Over the past one and a half years, we have studied two phenomena that enable an unprivileged attacker to leak arbitrary information on all modern AMD CPUs:

  • Phantom speculation: We can trigger misprediction without any branch at the source of the misprediction.
  • Training in Transient Execution: We can manipulate future mispredictions through a previous misprediction that we trigger.

Putting the two together gives rise to a new type of attack called Inception: we can inject future mispredictions through a previous misprediction that we trigger — in the absence of branches. You can see a demo of Inception and find more information about the issues below:


Inception (CVE-2023-20569) is a novel transient execution attack that leaks arbitrary data on all AMD Zen CPUs in the presence of all previously deployed software- and hardware mitigations. As in the movie of the same name, Inception plants an “idea” in the CPU while it is in a sense “dreaming”, to make it take wrong actions based on supposedly self conceived experiences. Using this approach, Inception hijacks the transient control-flow of return instructions on all AMD Zen CPUs.

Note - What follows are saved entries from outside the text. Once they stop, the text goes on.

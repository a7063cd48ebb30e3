//! The two file formats a sheet round-trips through.

pub mod csv;
pub mod strings;

// Reexporting the codecs for easier access
pub use self::csv::CsvCodec;
pub use self::strings::StringsCodec;
use proptest::prelude::*;
use stringsheet::{CsvCodec, Entry, EntryCodec, Languages, MergeTable, StringsCodec};

const SOURCE: &str = "en.lproj/Localizable.strings";

fn languages() -> Languages {
    Languages::new(["en", "ja", "zh-Hant"]).expect("valid languages")
}

fn key_strategy() -> impl Strategy<Value = String> {
    proptest::string::string_regex("[A-Za-z0-9_.]([A-Za-z0-9_. =;\"\\\\\n]|\\PC){0,15}")
        .expect("valid key regex")
}

fn comment_strategy() -> impl Strategy<Value = String> {
    prop_oneof![
        Just(String::new()),
        // Padding, tabs and line breaks; no `*` so never `*/`.
        proptest::string::string_regex("[ \t\nA-Za-z0-9,.\"'=;/]{1,20}")
            .expect("valid comment regex"),
        // Single-line text containing `*/`.
        proptest::string::string_regex("[ A-Za-z0-9*/]{0,8}\\*/[ A-Za-z0-9*/]{0,8}")
            .expect("valid comment regex"),
    ]
}

fn text_strategy() -> impl Strategy<Value = String> {
    proptest::string::string_regex("([\n\r\t\",;\\\\]|\\PC){0,30}").expect("valid text regex")
}

fn strings_entries_strategy() -> impl Strategy<Value = Vec<Entry>> {
    prop::collection::vec(
        (key_strategy(), comment_strategy(), text_strategy()),
        0..8,
    )
    .prop_map(|rows| {
        rows.into_iter()
            .map(|(key, comment, value)| {
                Entry::new(SOURCE, key)
                    .with_comment(comment)
                    .with_translation("en", value)
            })
            .collect()
    })
}

fn csv_entries_strategy() -> impl Strategy<Value = Vec<Entry>> {
    prop::collection::vec(
        (
            text_strategy(),
            key_strategy(),
            text_strategy(),
            prop::collection::vec(text_strategy(), 3),
        ),
        0..8,
    )
    .prop_map(|rows| {
        rows.into_iter()
            .map(|(source, key, comment, values)| {
                let mut entry = Entry::new(source, key).with_comment(comment);
                for (language, value) in ["en", "ja", "zh-Hant"].into_iter().zip(values) {
                    entry = entry.with_translation(language, value);
                }
                entry
            })
            .collect()
    })
}

proptest! {
    #![proptest_config(ProptestConfig::with_cases(64))]

    #[test]
    fn strings_roundtrip_preserves_key_comment_and_value(entries in strings_entries_strategy()) {
        let codec = StringsCodec::new("en").with_source_path(SOURCE);
        let encoded = codec
            .encode_to_string(&entries)
            .map_err(|e| TestCaseError::fail(e.to_string()))?;
        let decoded = codec
            .decode_str(&encoded)
            .map_err(|e| TestCaseError::fail(format!("{e}\n{encoded}")))?;
        prop_assert_eq!(decoded, entries);
    }

    #[test]
    fn csv_roundtrip_preserves_every_field(entries in csv_entries_strategy()) {
        let codec = CsvCodec::new(languages());
        let encoded = codec
            .encode_to_string(&entries)
            .map_err(|e| TestCaseError::fail(e.to_string()))?;
        let decoded = codec
            .decode_str(&encoded)
            .map_err(|e| TestCaseError::fail(format!("{e}\n{encoded}")))?;
        prop_assert_eq!(decoded, entries);
    }

    #[test]
    fn merging_twice_equals_merging_once(entries in csv_entries_strategy()) {
        let mut once = MergeTable::new();
        once.merge(entries.clone());

        let mut twice = MergeTable::new();
        twice.merge(entries.clone());
        twice.merge(entries);

        prop_assert_eq!(once, twice);
    }
}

Training in Transient Execution (TTE)

Inception is an instance of a new class of transient execution attacks that do their Training in Transient Execution (TTE). Instead of attempting to leak data in a transient window, TTE attacks abuse the transient window to insert new predictions into the branch predictor instead. These newly inserted predictions trigger future transient windows which can be more powerful than the initial one. TTE attacks thus turn supposedly harmless transient windows into dangerous ones, by abusing the victim as a confused deputy that trains itself in a transient window.

Phantom speculation

Although TTE attacks are interesting, they are not necessarily trivial to pull off, due to the need for specific gadgets in the victim code. Instead of these hard-to-find gadgets, what if there was an easier way to achieve a transient window for training? This is where Phantom speculation comes in. Phantom (CVE-2022-23825) enables an attacker to create a transient window at arbitrary instructions. Suddenly, a seemingly harmless XOR instruction can behave like a call instruction, and allow the attacker to create a transient window.

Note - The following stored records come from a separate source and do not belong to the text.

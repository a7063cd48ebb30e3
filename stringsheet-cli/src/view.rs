use std::io;

use stringsheet::Workspace;
use tracing::info;

use crate::config::CliError;

/// Print the path of every `.strings` file under the root.
pub fn run_list_command(workspace: &Workspace) -> Result<(), CliError> {
    let count = workspace.list_files(io::stdout().lock())?;
    info!(files = count, "listed .strings files");
    Ok(())
}

/// Print every decoded entry, one field per line, a blank line after each file.
pub fn run_print_command(workspace: &Workspace) -> Result<(), CliError> {
    let count = workspace.print_entries(io::stdout().lock())?;
    info!(entries = count, "printed entries");
    Ok(())
}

Inception: A Combination of TTE and Phantom

During our research, we found that merely a prediction for a specific instruction already manipulates the branch predictor. This enables us to insert new predictions in the branch predictor using only predictions of branches, even if they do not match reality, i.e. using a non-existing Phantom control flow. With Phantom, we can thus enable TTE by turning the CPU into a confused deputy that trains itself while running the victim.  The result of this insight is Inception, an attack that leaks arbitrary data from an unprivileged process on all AMD Zen CPUs. Inception makes the CPU believe that a XOR instruction is a recursive call instruction which overflows the return stack buffer with an attacker-controlled target.

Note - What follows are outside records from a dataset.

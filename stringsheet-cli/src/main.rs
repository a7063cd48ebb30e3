mod config;
mod convert;
mod view;

use std::{io::IsTerminal, path::PathBuf, process::ExitCode};

use clap::{Parser, Subcommand};
use stringsheet::Workspace;
use tracing::level_filters::LevelFilter;
use tracing_subscriber::{EnvFilter, layer::SubscriberExt, util::SubscriberInitExt};

use crate::{
    config::{CliError, FileConfig, Settings},
    convert::{run_export_command, run_import_command},
    view::{run_list_command, run_print_command},
};

#[derive(Parser, Debug)]
#[command(author, version, about, long_about = None)]
#[command(propagate_version = true)]
struct Args {
    /// Directory searched for .strings files [default: .]
    #[arg(long, global = true)]
    root: Option<PathBuf>,

    /// Comma-separated language codes, in sheet column order
    #[arg(long, global = true, env = "STRINGSHEET_LANGUAGES")]
    languages: Option<String>,

    /// TOML file providing `languages` and `root`
    #[arg(long, global = true)]
    config: Option<PathBuf>,

    #[command(subcommand)]
    commands: Commands,
}

/// Supported subcommands.
#[derive(Subcommand, Debug)]
enum Commands {
    /// List the .strings files found under the root.
    List,

    /// Print every entry of every .strings file found under the root.
    Print,

    /// Export the .strings files under the root to one CSV sheet.
    Export {
        /// The CSV file to write; standard output when omitted
        output: Option<PathBuf>,
    },

    /// Import a CSV sheet back into .strings files.
    Import {
        /// The CSV file to read; standard input when omitted
        input: Option<PathBuf>,

        /// Root directory the .strings files are written under
        #[arg(short, long, default_value = ".")]
        output_dir: PathBuf,
    },
}

fn init_tracing() {
    let installed = tracing_subscriber::registry()
        .with(
            tracing_subscriber::fmt::layer()
                .with_writer(std::io::stderr)
                .with_ansi(std::io::stderr().is_terminal())
                .with_target(false)
                .without_time()
                .compact(),
        )
        .with(
            EnvFilter::builder()
                .with_default_directive(LevelFilter::INFO.into())
                .from_env_lossy(),
        )
        .try_init();
    if let Err(e) = installed {
        eprintln!("Warning: cannot install logger: {}", e);
    }
}

fn run(args: Args) -> Result<(), CliError> {
    let file_config = match &args.config {
        Some(path) => FileConfig::load(path)?,
        None => FileConfig::default(),
    };
    let settings = Settings::resolve(file_config, args.root, args.languages.as_deref())?;
    let workspace = Workspace::new(settings.root, settings.languages);

    match args.commands {
        Commands::List => run_list_command(&workspace),
        Commands::Print => run_print_command(&workspace),
        Commands::Export { output } => run_export_command(&workspace, output.as_deref()),
        Commands::Import { input, output_dir } => {
            run_import_command(input.as_deref(), workspace.languages(), &output_dir)
        }
    }
}

fn main() -> ExitCode {
    let args = Args::parse();
    init_tracing();

    match run(args) {
        Ok(()) => ExitCode::SUCCESS,
        Err(e) => {
            eprintln!("Error: {}", e);
            ExitCode::FAILURE
        }
    }
}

To fully mitigate Inception, the branch predictor state has to be fully flushed while switching between distrusting contexts. We found that on Zen 1(+) and Zen 2, this comes with a hefty overhead between 93.1% and 216.9%, depending on the specific microarchitecture. On Zen 3 and Zen 4, we did not find proper hardware support to flush the entire branch predictor state. AMD have released microcode to enable this feature.

Instead of flushing the entire branch predictor state, AMD proposed a different mitigation for the Linux kernel. By reducing all returns in the kernel to a single one, it becomes possible to ensure a safe (but still incorrect) branch predictor state each time this return is executed. Keeping previous mitigations in mind, this effectively means that AMD opted to have all indirect branches forcibly mispredict to a benign location, preventing Inception attacks.


A paper about Inception is going to be presented at USENIX Security 2023 and a paper about Phantom speculation is going to be presented at MICRO 2023. You can find the source code of Inception on our Github. We will publish the source code of Phantom at a later date.


  • Is my machine affected?

    If it embodies an AMD CPU, your machine is vulnerable to Inception and Phantom.

  • What is the difference between Inception and Phantom?

    Inception leverages Training in Transient Execution (TTE) to add malicious branch prediction targets to the branch predictor. Phantom allows for triggering transient windows from arbitrary instructions, facilitating TTE and enabling Inception attacks.

  • Does Inception affect CPUs other than AMD?

    No, but our analysis shows that Intel CPUs are vulnerable to certain TTE variants. While this certainly increases the known attack surface of transient execution attacks, it remains to be seen whether practical exploitation is possible on Intel CPUs.

  • Does Phantom affect CPUs other than AMD?

    Yes, our analysis shows that Phantom also affects CPUs from Intel. However, the eIBRS mitigation makes Phantom exploitation non-trivial on these CPUs.

  • Are only Linux systems affected?

    Although our proof-of-concept attacks require the system to be running Linux, Inception and Phantom fundamentally exploit vulnerabilities in the hardware. Therefore, any system with an affected CPU can potentially be the target of a Phantom or Inception attack, regardless of the running software.

  • What should I do?

    Install the latest operating system updates.